#### [Task details]
In the data below, which lines contain "rotation"? List them by copying each one.

Saved entries
○ ○ ○ ○
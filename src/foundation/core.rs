use crate::foundation::error::{CardstackError, CardstackResult};

pub use kurbo::{Point, Rect, Size, Vec2};

/// Zero-based position of a card within the stack.
#[derive(
    Clone, Copy, Debug, PartialEq, Eq, PartialOrd, Ord, Hash, serde::Serialize, serde::Deserialize,
)]
pub struct CardIndex(pub u32);

impl CardIndex {
    /// Index as `f64`, for interpolation math.
    pub fn as_f64(self) -> f64 {
        f64::from(self.0)
    }

    /// Index as `usize`, for slice access.
    pub fn as_usize(self) -> usize {
        self.0 as usize
    }
}

/// Visible region the stack is laid out against, in logical points.
///
/// The original screen read the device bounds implicitly; here the renderer
/// passes the size in so layout stays a pure function of its arguments.
#[derive(Clone, Copy, Debug, PartialEq, serde::Serialize, serde::Deserialize)]
pub struct Viewport {
    /// Width in points. Must be finite and > 0.
    pub width: f64,
    /// Height in points. Must be finite and > 0.
    pub height: f64,
}

impl Viewport {
    /// Validating constructor.
    pub fn new(width: f64, height: f64) -> CardstackResult<Self> {
        if !(width.is_finite() && width > 0.0) {
            return Err(CardstackError::validation("Viewport width must be > 0"));
        }
        if !(height.is_finite() && height > 0.0) {
            return Err(CardstackError::validation("Viewport height must be > 0"));
        }
        Ok(Self { width, height })
    }
}
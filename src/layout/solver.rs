use crate::{
    foundation::core::{CardIndex, Point, Viewport},
    foundation::error::CardstackResult,
    stack::model::StackConfig,
};

/// Resolved placement of the stack inside a viewport.
///
/// Paddings follow the source screen: authored against a reference device
/// and scaled proportionally to the actual viewport, but computed from the
/// explicit [`Viewport`] argument rather than a global screen lookup.
#[derive(Clone, Debug, Default, serde::Serialize)]
pub struct StackLayout {
    /// Leading (left) padding in points; negative shifts the stack off-edge.
    pub leading_padding: f64,
    /// Bottom padding in points; negative extends the centering box down.
    pub bottom_padding: f64,
    /// Trailing (right) padding in points.
    pub trailing_padding: f64,
    origins: Vec<Point>,
}

impl StackLayout {
    /// Top-left origin of a card, before its scroll transform is applied.
    pub fn origin_for(&self, index: CardIndex) -> Point {
        self.origins
            .get(index.as_usize())
            .copied()
            .unwrap_or_else(|| Point::new(0.0, 0.0))
    }

    /// Draw order for a card: later cards sit behind earlier ones.
    pub fn z_for(index: CardIndex) -> i32 {
        -(index.0 as i32)
    }

    /// Number of placed cards.
    pub fn len(&self) -> usize {
        self.origins.len()
    }

    /// True when no cards were placed.
    pub fn is_empty(&self) -> bool {
        self.origins.is_empty()
    }
}

/// Place every card of `cfg` inside `viewport`.
///
/// Cards advance left to right by `card width + overlap_spacing` per index
/// and share a vertical center: the midline of the viewport box extended by
/// the (negative) bottom padding, matching the source screen's centered
/// stack nudged below the fold.
pub fn resolve_stack_layout(cfg: &StackConfig, viewport: Viewport) -> CardstackResult<StackLayout> {
    cfg.validate()?;

    let scale_x = viewport.width / cfg.reference_size.width;
    let scale_y = viewport.height / cfg.reference_size.height;

    let leading_padding = cfg.leading_padding_base * scale_x;
    let bottom_padding = cfg.bottom_padding_base * scale_y;
    let trailing_padding = viewport.width - cfg.trailing_inset_base * scale_x;

    let stride = cfg.card_size.width + cfg.overlap_spacing;
    let y = (viewport.height - bottom_padding - cfg.card_size.height) / 2.0;

    let mut origins = Vec::with_capacity(cfg.total_cards as usize);
    for index in 0..cfg.total_cards {
        let x = leading_padding + f64::from(index) * stride;
        origins.push(Point::new(x, y));
    }

    Ok(StackLayout {
        leading_padding,
        bottom_padding,
        trailing_padding,
        origins,
    })
}

#[cfg(test)]
#[path = "../../tests/unit/layout/solver.rs"]
mod tests;
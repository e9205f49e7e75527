use super::*;
use crate::transform::card::TransformAnchor;

fn small_cfg() -> StackConfig {
    StackConfig {
        total_cards: 3,
        ..StackConfig::default()
    }
}

#[test]
fn identity_frame_matches_resting_state() {
    let cfg = small_cfg();
    let viewport = Viewport::new(430.0, 932.0).unwrap();
    let stack = Evaluator::eval_stack_at(&cfg, viewport, ScrollPhase::Identity).unwrap();

    assert_eq!(stack.cards.len(), 3);
    for card in &stack.cards {
        assert_eq!(card.transform.scale, 1.4);
        assert_eq!(card.size, cfg.card_size);
        assert_eq!(card.corner_radius, 5.0);
    }

    // Painter's order is back to front: highest index first.
    let indices: Vec<u32> = stack.cards.iter().map(|c| c.index.0).collect();
    assert_eq!(indices, vec![2, 1, 0]);
    let zs: Vec<i32> = stack.cards.iter().map(|c| c.z).collect();
    assert_eq!(zs, vec![-2, -1, 0]);

    // Resting angles for a 3-card stack.
    let by_index = |i: u32| {
        stack
            .cards
            .iter()
            .find(|c| c.index.0 == i)
            .unwrap()
            .transform
            .rotation
            .degrees
    };
    assert_eq!(by_index(0), -45.0);
    assert_eq!(by_index(1), -50.0);
    assert_eq!(by_index(2), -55.0);
}

#[test]
fn per_card_phases_drive_each_transform() {
    let cfg = small_cfg();
    let viewport = Viewport::new(430.0, 932.0).unwrap();
    let stack = Evaluator::eval_stack(&cfg, viewport, &[-1.0, 0.0, 1.0]).unwrap();

    let by_index = |i: u32| stack.cards.iter().find(|c| c.index.0 == i).unwrap().clone();

    // Leading card flattens, trailing card doubles its resting angle.
    assert_eq!(by_index(0).transform.rotation.degrees, 0.0);
    assert_eq!(by_index(0).transform.scale, 1.9);
    assert_eq!(by_index(1).transform.rotation.degrees, -50.0);
    assert_eq!(by_index(2).transform.rotation.degrees, -110.0);
    assert_eq!(by_index(2).transform.scale, 1.0);
    assert_eq!(by_index(2).transform.scale_anchor, TransformAnchor::BottomTrailing);
}

#[test]
fn colors_cycle_through_the_palette() {
    let cfg = StackConfig {
        total_cards: 7,
        ..StackConfig::default()
    };
    let viewport = Viewport::new(430.0, 932.0).unwrap();
    let stack = Evaluator::eval_stack_at(&cfg, viewport, ScrollPhase::Identity).unwrap();

    let by_index = |i: u32| stack.cards.iter().find(|c| c.index.0 == i).unwrap().color;
    assert_eq!(by_index(5), by_index(0));
    assert_eq!(by_index(6), by_index(1));
    // The wash keeps the stock 0.3 opacity.
    assert_eq!(by_index(0).a, 77);
}

#[test]
fn evaluation_is_deterministic() {
    let cfg = small_cfg();
    let viewport = Viewport::new(430.0, 932.0).unwrap();
    let phases = [0.25, -0.4, 0.9];
    let a = Evaluator::eval_stack(&cfg, viewport, &phases).unwrap();
    let b = Evaluator::eval_stack(&cfg, viewport, &phases).unwrap();

    for (ca, cb) in a.cards.iter().zip(&b.cards) {
        assert_eq!(ca.transform, cb.transform);
        assert_eq!(ca.origin, cb.origin);
        assert_eq!(ca.color, cb.color);
    }
}

#[test]
fn phase_slice_must_cover_every_card() {
    let cfg = small_cfg();
    let viewport = Viewport::new(430.0, 932.0).unwrap();

    assert!(matches!(
        Evaluator::eval_stack(&cfg, viewport, &[0.0, 0.0]),
        Err(CardstackError::Evaluation(_))
    ));
    assert!(matches!(
        Evaluator::eval_stack(&cfg, viewport, &[0.0, f64::NAN, 0.0]),
        Err(CardstackError::Evaluation(_))
    ));
}

#[test]
fn evaluated_stack_serializes_to_json() {
    let cfg = small_cfg();
    let viewport = Viewport::new(430.0, 932.0).unwrap();
    let stack = Evaluator::eval_stack_at(&cfg, viewport, ScrollPhase::Trailing).unwrap();

    let v: serde_json::Value = serde_json::to_value(&stack).unwrap();
    assert_eq!(v["cards"].as_array().unwrap().len(), 3);
    assert_eq!(v["cards"][0]["z"], -2);
}
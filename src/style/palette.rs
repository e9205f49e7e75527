use crate::foundation::core::CardIndex;
use crate::foundation::error::{CardstackError, CardstackResult};

/// Opacity of the color wash behind each card's translucent material.
pub const CARD_FILL_OPACITY: f64 = 0.3;

/// Blur radius applied to the color wash behind each card, in points.
pub const CARD_BACKDROP_BLUR_RADIUS: f64 = 3.0;

/// Straight-alpha 8-bit RGBA color, ready for a renderer brush.
#[derive(Clone, Copy, Debug, PartialEq, Eq, serde::Serialize, serde::Deserialize)]
pub struct Rgba8 {
    /// Red channel.
    pub r: u8,
    /// Green channel.
    pub g: u8,
    /// Blue channel.
    pub b: u8,
    /// Alpha channel (straight, not premultiplied).
    pub a: u8,
}

/// Color authored in HSB (hue/saturation/brightness) space.
///
/// All three components are normalized to `[0, 1]`; hue wraps.
#[derive(Clone, Copy, Debug, PartialEq, serde::Serialize, serde::Deserialize)]
pub struct Hsb {
    /// Hue, as a fraction of a full turn.
    pub hue: f64,
    /// Saturation.
    pub saturation: f64,
    /// Brightness (HSV "value").
    pub brightness: f64,
}

impl Hsb {
    /// Build an HSB color.
    pub fn new(hue: f64, saturation: f64, brightness: f64) -> Self {
        Self {
            hue,
            saturation,
            brightness,
        }
    }

    /// Convert to 8-bit straight-alpha RGBA (sRGB space, standard HSV -> RGB).
    pub fn to_rgba8(self, alpha: f64) -> Rgba8 {
        fn to_u8(x: f64) -> u8 {
            (x.clamp(0.0, 1.0) * 255.0).round() as u8
        }

        let h = (self.hue.rem_euclid(1.0)) * 6.0;
        let s = self.saturation.clamp(0.0, 1.0);
        let v = self.brightness.clamp(0.0, 1.0);

        let sector = h.floor() as u32 % 6;
        let f = h - h.floor();
        let p = v * (1.0 - s);
        let q = v * (1.0 - s * f);
        let t = v * (1.0 - s * (1.0 - f));

        let (r, g, b) = match sector {
            0 => (v, t, p),
            1 => (q, v, p),
            2 => (p, v, t),
            3 => (p, q, v),
            4 => (t, p, v),
            _ => (v, p, q),
        };

        Rgba8 {
            r: to_u8(r),
            g: to_u8(g),
            b: to_u8(b),
            a: to_u8(alpha.clamp(0.0, 1.0)),
        }
    }
}

/// Ordered, cyclically-reused color sequence assigned to cards by index.
#[derive(Clone, Debug, PartialEq, serde::Serialize, serde::Deserialize)]
pub struct Palette {
    colors: Vec<Hsb>,
}

impl Palette {
    /// Build a palette from an ordered color list. Must be non-empty.
    pub fn new(colors: Vec<Hsb>) -> CardstackResult<Self> {
        if colors.is_empty() {
            return Err(CardstackError::validation("palette must be non-empty"));
        }
        Ok(Self { colors })
    }

    /// The stock five-step blue ramp: hue fixed at 0.6, saturation rising
    /// 0.6 -> 1.0 while brightness falls 0.9 -> 0.5.
    pub fn blue_ramp() -> Self {
        Self {
            colors: vec![
                Hsb::new(0.6, 0.6, 0.9),
                Hsb::new(0.6, 0.7, 0.8),
                Hsb::new(0.6, 0.8, 0.7),
                Hsb::new(0.6, 0.9, 0.6),
                Hsb::new(0.6, 1.0, 0.5),
            ],
        }
    }

    /// Number of colors in the cycle.
    pub fn len(&self) -> usize {
        self.colors.len()
    }

    /// True when the palette holds no colors. Deserialized palettes can be
    /// empty until [`crate::StackConfig::validate`] runs.
    pub fn is_empty(&self) -> bool {
        self.colors.is_empty()
    }

    /// Color for a card, cycling through the sequence by index.
    pub fn color_for(&self, index: CardIndex) -> Hsb {
        self.colors[index.as_usize() % self.colors.len()]
    }
}

impl Default for Palette {
    fn default() -> Self {
        Self::blue_ramp()
    }
}

#[cfg(test)]
#[path = "../../tests/unit/style/palette.rs"]
mod tests;
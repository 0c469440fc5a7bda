//! Content loader - lists and reads articles from the source directory

use std::path::{Path, PathBuf};
use tokio::fs;

use super::article::MARKDOWN_EXTENSION;
use crate::error::{BuildError, BuildResult};

/// One article file as read from disk
#[derive(Debug, Clone)]
pub struct SourceDocument {
    /// File name inside the source directory
    pub filename: String,
    /// Full text, front-matter included
    pub content: String,
}

/// Loads articles from a single, flat source directory
pub struct ContentLoader {
    source_dir: PathBuf,
}

impl ContentLoader {
    /// Create a new content loader
    pub fn new<P: AsRef<Path>>(source_dir: P) -> Self {
        Self {
            source_dir: source_dir.as_ref().to_path_buf(),
        }
    }

    /// List markdown file names in directory order
    pub async fn list(&self) -> BuildResult<Vec<String>> {
        let dir_error = |source: std::io::Error| BuildError::ReadSourceDir {
            path: self.source_dir.clone(),
            source,
        };

        let mut entries = fs::read_dir(&self.source_dir).await.map_err(dir_error)?;
        let mut files = Vec::new();

        while let Some(entry) = entries.next_entry().await.map_err(dir_error)? {
            let Ok(filename) = entry.file_name().into_string() else {
                tracing::debug!("Skipping non UTF-8 file name {:?}", entry.path());
                continue;
            };
            if !is_markdown_file(&filename) {
                continue;
            }
            // Follow symlinks, ignore directories named like articles
            let is_file = fs::metadata(entry.path())
                .await
                .map(|m| m.is_file())
                .unwrap_or(false);
            if is_file {
                files.push(filename);
            }
        }

        Ok(files)
    }

    /// Read a single article
    pub async fn load(&self, filename: &str) -> BuildResult<SourceDocument> {
        let path = self.source_dir.join(filename);
        tracing::debug!("Reading {:?}", path);

        let content = fs::read_to_string(&path)
            .await
            .map_err(|source| BuildError::ReadDocument { path, source })?;

        Ok(SourceDocument {
            filename: filename.to_string(),
            content,
        })
    }
}

/// Check if a file name is a markdown article
fn is_markdown_file(filename: &str) -> bool {
    filename.ends_with(MARKDOWN_EXTENSION)
}
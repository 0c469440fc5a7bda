//! blogbuild: turns a folder of Markdown articles into a static blog
//!
//! Each article carries a YAML (or JSON/TOML) front-matter header with a
//! `title` and a `date`. Articles are rendered into a post template, and a
//! listing page links them newest first.

pub mod commands;
pub mod config;
pub mod content;
pub mod error;
pub mod generator;
pub mod helpers;
pub mod templates;

use anyhow::Result;
use std::path::{Path, PathBuf};

pub use error::BuildError;
pub use generator::BuildSummary;

/// The blog being built
#[derive(Debug, Clone)]
pub struct Blog {
    /// Site configuration
    pub config: config::SiteConfig,
    /// Base directory
    pub base_dir: PathBuf,
    /// Directory holding the markdown articles
    pub source_dir: PathBuf,
    /// Directory holding the post and listing templates
    pub template_dir: PathBuf,
    /// Output directory, replaced on every build
    pub output_dir: PathBuf,
}

impl Blog {
    /// Open a blog rooted at a directory, reading `blog.yml` if present
    pub fn new<P: AsRef<Path>>(base_dir: P) -> Result<Self> {
        let base_dir = base_dir.as_ref().to_path_buf();
        let config_path = base_dir.join(config::CONFIG_FILE);

        let config = if config_path.exists() {
            config::SiteConfig::load(&config_path)?
        } else {
            config::SiteConfig::default()
        };

        Ok(Self::with_config(base_dir, config))
    }

    /// Build from an explicit configuration
    pub fn with_config(base_dir: PathBuf, config: config::SiteConfig) -> Self {
        let source_dir = base_dir.join(&config.source_dir);
        let template_dir = base_dir.join(&config.template_dir);
        let output_dir = base_dir.join(&config.output_dir);

        Self {
            config,
            base_dir,
            source_dir,
            template_dir,
            output_dir,
        }
    }

    /// Override the article directory
    pub fn set_source_dir<P: AsRef<Path>>(&mut self, dir: P) {
        self.source_dir = self.base_dir.join(dir);
    }

    /// Override the output directory
    pub fn set_output_dir<P: AsRef<Path>>(&mut self, dir: P) {
        self.output_dir = self.base_dir.join(dir);
    }

    /// Build the site
    pub async fn build(&self) -> Result<BuildSummary> {
        commands::build::run(self).await
    }

    /// Remove the output directory
    pub async fn clean(&self) -> Result<()> {
        commands::clean::run(self).await
    }
}
//! Clean the output directory

use anyhow::{Context, Result};
use tokio::fs;

use crate::Blog;

/// Remove the output directory
pub async fn run(blog: &Blog) -> Result<()> {
    let exists = fs::try_exists(&blog.output_dir)
        .await
        .with_context(|| format!("checking {:?}", blog.output_dir))?;
    if exists {
        fs::remove_dir_all(&blog.output_dir)
            .await
            .with_context(|| format!("removing {:?}", blog.output_dir))?;
        tracing::info!("Deleted: {:?}", blog.output_dir);
    } else {
        tracing::info!("Nothing to clean at {:?}", blog.output_dir);
    }

    Ok(())
}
○ ○ ○ ○
#### [Answer box]
            .rotation
    assert_eq!(by_index(0).transform.rotation.degrees, 0.0);
    assert_eq!(by_index(1).transform.rotation.degrees, -50.0);
    assert_eq!(by_index(2).transform.rotation.degrees, -110.0);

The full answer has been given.